Despite the importance of biodiversity that ultimately sustains all human endeavours, we have been poor stewards for caring and nurturing life on earth. Globally as well as in India, we have failed to adequately conserve and manage our precious, irreplaceable natural heritage. Biodiversity is declining worldwide, and our last remaining, largely isolated ecosystems are degrading due to changes happening around them, such as loss of species, climate stressors, and continuous human pressures. In India, the Forest (Conservation) Amendment Bill will further weaken our resolve to sustain the remaining biodiversity.
Nurturing and managing biodiversity
In many ways, biodiversity is us and we are biodiversity. Thus, civil society must play a critical role in sustaining our biodiversity. A paradigm shift in the care of biodiversity, long overdue, must begin now, flowing from this International Biodiversity Day.
Let us first change the way we manage our biodiversity. Currently, the main custodian of the natural world is the Indian Forest Service. But the term “Forest” to describe our immense and unique natural heritage is flawed. India’s biodiversity is not only on land but also in waterbodies, rivers, deltas, and oceans.
A rich array of our ecosystems is in the form of grasslands, savannas, alpine pastures, deserts, and other types of ecological communities. Even in the 20th century, people had started to talk about living organisms and the interconnectedness manifested as ecosystems and ecosystem services in multifunctional landscapes dominated by humans. In the 21st century, the basic terms “forests” and “wildlife” have limited meaning or usefulness.
We must think of multifunctional landscapes, where aspirations, beliefs, traditional knowledge, and direct participation of local communities are central to the notion of conserving and sustaining life on earth. In 2006, policymakers in India enacted the Forest Rights Act, that called for an increase in the stake of indigenous groups in ownership as well as management of biodiversity. However, the Act largely remains on paper, yet to be implemented on the ground.
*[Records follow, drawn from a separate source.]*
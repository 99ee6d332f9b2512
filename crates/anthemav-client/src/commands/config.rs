//! Configuration commands.

use crate::config::ClientConfig;
use crate::error::{ClientError, ClientResult};

/// Dump the current configuration to stdout.
pub fn dump(config: &ClientConfig) -> ClientResult<()> {
    let toml_str = toml::to_string_pretty(config)
        .map_err(|e| ClientError::Config(format!("failed to serialize config: {}", e)))?;
    println!("# config.toml ({})", ClientConfig::default_path().display());
    println!("{}", toml_str);

    Ok(())
}

/// Validate the configuration, including CLI overrides.
pub fn validate(config: &ClientConfig, host: Option<&str>, port: Option<u16>) -> ClientResult<()> {
    config.logging.tracing_config().map_err(ClientError::Config)?;

    let device = config
        .device_config(host, port)
        .map_err(ClientError::Config)?;
    println!(
        "Device {} at {}:{} with zones {:?}.",
        device.identifier,
        device.host,
        device.port,
        device.enabled_zones()
    );

    println!("Configuration is valid.");
    Ok(())
}

/// Show the configuration file path.
pub fn path() -> ClientResult<()> {
    let config_path = ClientConfig::default_path();
    println!("config: {}", config_path.display());
    Ok(())
}

#[cfg(test)]
mod tests {
    use super::*;

    #[test]
    fn validate_needs_a_host() {
        let config = ClientConfig::default();
        assert!(matches!(
            validate(&config, None, None),
            Err(ClientError::Config(_))
        ));
        assert!(validate(&config, Some("192.168.1.20"), None).is_ok());
    }

    #[test]
    fn default_config_serializes() {
        let toml_str = toml::to_string_pretty(&ClientConfig::default()).unwrap();
        assert!(toml_str.contains("[device]"));
        assert!(toml_str.contains("port = 14999"));
        assert!(toml_str.contains("[[device.zones]]"));
    }
}
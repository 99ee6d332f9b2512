//! Wire prefixes and zone keywords.

/// Prefix of "invalid command" error replies.
pub const ERROR_INVALID_COMMAND: &str = "!I";
/// Prefix of "execution failed" error replies.
pub const ERROR_EXECUTION_FAILED: &str = "!E";
/// Model name reply.
pub const SYSTEM_MODEL: &str = "IDM";
/// Input count reply.
pub const INPUT_COUNT: &str = "ICN";

/// Keyword following the zone number in `Z<n><KEY>...` lines.
#[derive(Debug, Clone, Copy, PartialEq, Eq, Hash)]
pub enum ZoneKey {
    Power,
    Volume,
    Mute,
    Input,
    AudioFormat,
    AudioChannels,
    VideoResolution,
    ListeningMode,
    SampleRateInfo,
    SampleRate,
    BitDepth,
}

impl ZoneKey {
    /// All keys in the order the parser tries them.
    pub const PRIORITY: [ZoneKey; 11] = [
        ZoneKey::Power,
        ZoneKey::Volume,
        ZoneKey::Mute,
        ZoneKey::Input,
        ZoneKey::AudioFormat,
        ZoneKey::AudioChannels,
        ZoneKey::VideoResolution,
        ZoneKey::ListeningMode,
        ZoneKey::SampleRateInfo,
        ZoneKey::SampleRate,
        ZoneKey::BitDepth,
    ];

    /// Sensor keys queried for the main zone.
    pub const SENSORS: [ZoneKey; 7] = [
        ZoneKey::AudioFormat,
        ZoneKey::AudioChannels,
        ZoneKey::VideoResolution,
        ZoneKey::ListeningMode,
        ZoneKey::SampleRateInfo,
        ZoneKey::SampleRate,
        ZoneKey::BitDepth,
    ];

    pub fn as_str(&self) -> &'static str {
        match self {
            Self::Power => "POW",
            Self::Volume => "VOL",
            Self::Mute => "MUT",
            Self::Input => "INP",
            Self::AudioFormat => "AIF",
            Self::AudioChannels => "AIC",
            Self::VideoResolution => "VIR",
            Self::ListeningMode => "ALM",
            Self::SampleRateInfo => "AIR",
            Self::SampleRate => "SRT",
            Self::BitDepth => "BDP",
        }
    }
}
//! Wire protocol for Anthem A/V receivers.
//!
//! The receiver speaks a line-oriented ASCII protocol over TCP: commands are
//! terminated with `;` and status lines arrive unsolicited. This crate
//! provides:
//!
//! - [`parse_message`]: classification of one incoming line
//! - [`Command`]: validated encoding of outgoing commands
//! - [`LineReader`] / [`LineWriter`]: async line framing over a byte stream

pub mod command;
pub mod error;
pub mod framing;
pub mod keys;
pub mod parser;

pub use anthemav_core::ParsedMessage;
pub use command::{
    Balance, Command, Direction, DynamicRange, MAX_INPUT, MAX_ZONE, ToneControl, status_queries,
};
pub use error::{EncodeError, ProtocolError, ProtocolResult};
pub use framing::{LineDecoder, LineReader, LineWriter, TERMINATOR, encode_line};
pub use keys::ZoneKey;
pub use parser::{FLAG_SET_MARKER, flag_is_set, parse_message};

/// Default TCP port of the receiver's control interface.
pub const DEFAULT_PORT: u16 = 14999;

/// Maximum length in bytes of a single line in either direction.
pub const MAX_LINE_LENGTH: usize = 1024;
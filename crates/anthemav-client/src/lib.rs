//! CLI for Anthem A/V receivers.
//!
//! This crate provides the `anthemav` command-line interface.

pub mod cli;
pub mod commands;
pub mod config;
pub mod error;

pub use cli::Cli;
pub use error::{ClientError, ClientResult};
//! Device session for Anthem A/V receivers.
//!
//! [`DeviceSession`] owns the TCP connection to one receiver, folds every
//! received line into [`DeviceState`](anthemav_core::DeviceState) and fans
//! out [`DeviceUpdate`]s to registered listeners. The reconnect supervisor
//! started by [`DeviceSession::start`] keeps it connected.

pub mod config;
pub mod error;
pub mod events;
pub mod reconnect;
pub mod session;
pub mod setup;

pub use config::{DeviceConfig, RetentionPolicy, ZoneConfig};
pub use error::{DeviceError, DeviceResult};
pub use events::{
    ChannelListener, DeviceUpdate, EventEmitter, LoggingListener, UpdateListener,
    device_id_from_entity_id, media_player_entity_id, remote_entity_id, sensor_entity_id,
};
pub use reconnect::ReconnectConfig;
pub use session::{ConnectionStatus, DeviceSession};
pub use setup::{ProbeTiming, VerifyReport, verify_device, verify_device_with};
Seventeen years later, it is time to even move beyond the Act’s steps to fundamentally alter the way we manage our biodiversity. If biodiversity is everywhere, as it is, we must mainstream it into our daily actions — in every development programme, in every government department, in every public and private institution. And it is time to decentralise the management of biodiversity by bringing together multiple stakeholders, especially local communities, through gram sabhas and biodiversity management committees.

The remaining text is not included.